(Required action):
Using the records below, copy every line that holds the string "modfile".

(Excerpted data):
+++

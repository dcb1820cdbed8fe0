// src/lib.rs

//! Lock file conversion for module-based dependency management
//!
//! Converts the pinned-revision lock files written by legacy dependency
//! managers into a normalized module requirement descriptor: an ordered
//! list of required module paths with exact versions, plus path
//! replacements derived from declared source URLs.
//!
//! # Architecture
//!
//! - Line-oriented: a single forward scan over the lock file text, tracking
//!   the current `[[projects]]` stanza; no full TOML parse
//! - Lenient by design: unknown keys, unknown stanzas, and lines outside
//!   any stanza are ignored; the source format carries many fields this
//!   conversion does not need
//! - Terminal errors only: a malformed quoted string or an incomplete
//!   project stanza aborts the whole conversion; there is no partial result

pub mod convert;
mod error;
pub mod modfile;
pub mod quote;
pub mod version;

pub use convert::convert_lock_file;
pub use error::{Error, Result};
pub use modfile::{ModFile, ModuleVersion, Replace, Require};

+++

(Exercise result):
pub mod modfile;
pub use modfile::{ModFile, ModuleVersion, Replace, Require};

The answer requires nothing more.